Now a team from Boulder, Colorado, reports this week in the Dutch journal Climate Change that wherever it looked - at Arctic ice cores, lake sediments or plant growth in the permafrost - it saw confirmation that the Arctic had warmed by 6C in the past 30 years.
But in the tropics, humans have felt the impact more cruelly. Researchers long ago predicted more storms, droughts and floods as a consequence of a warmer world, and both the economic costs, and the numbers of victims of climate-related disasters, have increased in the past decade.
Paul Epstein, of the Harvard medical school in the US, warns in this month's Scientific American that global warming must also mean an increase in water-borne and insect-borne diseases to add to the threat.
But until now researchers have had no clear idea of the long term pattern of the planet's atmosphere. Dr Pearson said: "Our observations put the modern greenhouse effect into a long term perspective."
For much of the past 20m years, the planet has been quite cool. An Australian team reports in Nature today that at the height of the last ice age, 21,000 years ago, sea levels were 135 metres lower than today, and the continents were covered by an extra 52m cubic kilometres of ice.

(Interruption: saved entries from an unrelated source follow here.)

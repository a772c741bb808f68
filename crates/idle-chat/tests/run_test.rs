mod common;

use common::*;
use idle_chat::{spawn_run, RunConfig};
use idle_agents::{ShowPromptInCanvas, ToolSet};
use idle_llm::{ChatRequest, Message, ProviderError, StreamEvent, TokenUsage};
use idle_types::{ChatStreamEvent, StreamOptions};
use serde_json::json;
use std::sync::atomic::{AtomicBool, Ordering};
use std::sync::Arc;
use std::time::Duration;

fn request() -> ChatRequest {
    ChatRequest::new("gemini-2.5-flash", vec![Message::human("hi")])
}

fn tools() -> ToolSet {
    baseline().with(Arc::new(ShowPromptInCanvas)).with(Arc::new(BrokenTool))
}

fn types(events: &[ChatStreamEvent]) -> Vec<&'static str> {
    events.iter().map(|e| e.event_type()).collect()
}

#[tokio::test]
async fn test_text_reasoning_usage_finish_order() {
    let client = ScriptedClient::new(vec![Step::Events(vec![
        Ok(StreamEvent::Reasoning { content: "thinking".into() }),
        text("Hello"),
        text(" world"),
        Ok(StreamEvent::Source { id: "s1".into(), url: "https://a.example".into(), title: None }),
        Ok(StreamEvent::Usage {
            usage: TokenUsage { input_tokens: 2, output_tokens: 3, total_tokens: 5, reasoning_tokens: Some(1) },
        }),
        done(),
    ])]);

    let events = collect(spawn_run(client, tools(), request(), RunConfig::default())).await;

    assert_eq!(
        types(&events),
        vec!["start", "reasoning-delta", "text-delta", "text-delta", "source-url", "usage", "finish"]
    );
}

#[tokio::test]
async fn test_tool_lifecycle_and_failing_tool_does_not_abort() {
    let client = ScriptedClient::new(vec![Step::Events(vec![
        text("Here is your prompt"),
        tool_call("c1", "showPromptInCanvas", r#"{"prompt":"You are a chef"}"#),
        tool_call("c2", "broken", "{}"),
        tool_call("c3", "missing", "{}"),
        done(),
    ])]);

    let events = collect(spawn_run(client.clone(), tools(), request(), RunConfig::default())).await;

    assert_eq!(
        types(&events),
        vec![
            "start",
            "text-delta",
            "tool-input-start", "tool-input-delta", "tool-input-available",
            "tool-input-start", "tool-input-delta", "tool-input-available",
            "tool-input-start", "tool-input-delta", "tool-input-available",
            "tool-output-available",
            "tool-output-error",
            "tool-output-error",
            "finish",
        ]
    );
    assert!(events.contains(&ChatStreamEvent::ToolOutputAvailable {
        tool_call_id: "c1".into(),
        output: json!({"prompt": "You are a chef"}),
    }));
    assert!(matches!(
        &events[12],
        ChatStreamEvent::ToolOutputError { tool_call_id, error_text } if tool_call_id == "c2" && error_text.contains("disk on fire")
    ));
    // single step: tool results are not sent back
    assert_eq!(client.requests().len(), 1);
}

#[tokio::test]
async fn test_multi_step_feeds_tool_results_back() {
    let client = ScriptedClient::new(vec![
        Step::Events(vec![tool_call("c1", "generateImageTool", r#"{"prompt":"cat"}"#), done()]),
        Step::Events(vec![text("Here is your cat."), done()]),
    ]);
    let config = RunConfig { max_steps: 3, ..RunConfig::default() };

    let events = collect(spawn_run(client.clone(), tools(), request(), config)).await;

    assert_eq!(events.iter().filter(|e| e.event_type() == "finish").count(), 1);
    let requests = client.requests();
    assert_eq!(requests.len(), 2);
    let history = &requests[1].messages;
    assert!(matches!(history[1], Message::AI { tool_calls: Some(ref calls), .. } if calls[0].id == "c1"));
    assert!(matches!(history[2], Message::Tool { ref tool_call_id, .. } if tool_call_id == "c1"));
}

#[tokio::test]
async fn test_provider_error_becomes_error_event() {
    let client = ScriptedClient::new(vec![Step::Reject(ProviderError::Api {
        provider: "google",
        status: 400,
        message: "API key not valid. Please pass a valid API key.".into(),
    })]);

    let events = collect(spawn_run(client, tools(), request(), RunConfig::default())).await;

    assert_eq!(types(&events), vec!["start", "error"]);
    assert_eq!(events[1], ChatStreamEvent::error("API key not valid. Please pass a valid API key."));
}

#[tokio::test]
async fn test_mid_stream_failure_ends_with_error_only() {
    let client = ScriptedClient::new(vec![Step::Events(vec![text("partial"), Err("connection reset".into())])]);

    let events = collect(spawn_run(client, tools(), request(), RunConfig::default())).await;

    assert_eq!(types(&events), vec!["start", "text-delta", "error"]);
    assert_eq!(events[2], ChatStreamEvent::error("connection reset"));
}

#[tokio::test]
async fn test_timeout_closes_without_terminal_event() {
    let client = ScriptedClient::new(vec![Step::Hang]);
    let config = RunConfig {
        max_duration: Duration::from_millis(50),
        ..RunConfig::default()
    };

    let events = collect(spawn_run(client, tools(), request(), config)).await;

    assert_eq!(types(&events), vec!["start"]);
}

#[tokio::test]
async fn test_stream_options_are_applied() {
    let client = ScriptedClient::new(vec![Step::Events(vec![
        Ok(StreamEvent::Reasoning { content: "hidden".into() }),
        text("shown"),
        done(),
    ])]);
    let config = RunConfig {
        stream: StreamOptions { send_reasoning: false, ..StreamOptions::default() },
        ..RunConfig::default()
    };

    let events = collect(spawn_run(client, tools(), request(), config)).await;

    assert_eq!(types(&events), vec!["start", "text-delta", "finish"]);
}

#[tokio::test]
async fn test_receiver_drop_cancels_run() {
    let client = ScriptedClient::new(vec![Step::Events((0..5000).map(|i| text(&i.to_string())).collect())]);

    let mut rx = spawn_run(client, tools(), request(), RunConfig::default());
    assert_eq!(rx.recv().await.unwrap().event_type(), "start");
    drop(rx);

    // the spawned task notices the closed channel and exits instead of blocking
    tokio::time::sleep(Duration::from_millis(50)).await;
}

#[tokio::test]
async fn test_receiver_drop_cancels_pending_tool() {
    let cancelled = Arc::new(AtomicBool::new(false));
    let tools = tools().with(Arc::new(HangingTool { cancelled: Arc::clone(&cancelled) }));
    let client = ScriptedClient::new(vec![Step::Events(vec![tool_call("c1", "hang", "{}"), done()])]);

    let mut rx = spawn_run(client, tools, request(), RunConfig::default());
    while let Some(event) = rx.recv().await {
        if event.event_type() == "tool-input-available" {
            break;
        }
    }
    drop(rx);

    // well inside the 60s run limit
    tokio::time::timeout(Duration::from_secs(2), async {
        while !cancelled.load(Ordering::SeqCst) {
            tokio::time::sleep(Duration::from_millis(10)).await;
        }
    })
    .await
    .expect("tool kept running after the client went away");
}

But carbon dioxide levels are rising swiftly because of fossil fuel burning and the clearing of the planet's forests, which in past aeons have taken carbon from the air and stored it, first as wood and then as coal. By 2100 the carbon dioxide levels will increase to match those last seen in the Eocene, 50m years ago. In those days, much of Europe was flooded, there were no ice caps, London was a steaming mangrove swamp and the average temperature of southern England was 25C. Today, the average temperature is 10C.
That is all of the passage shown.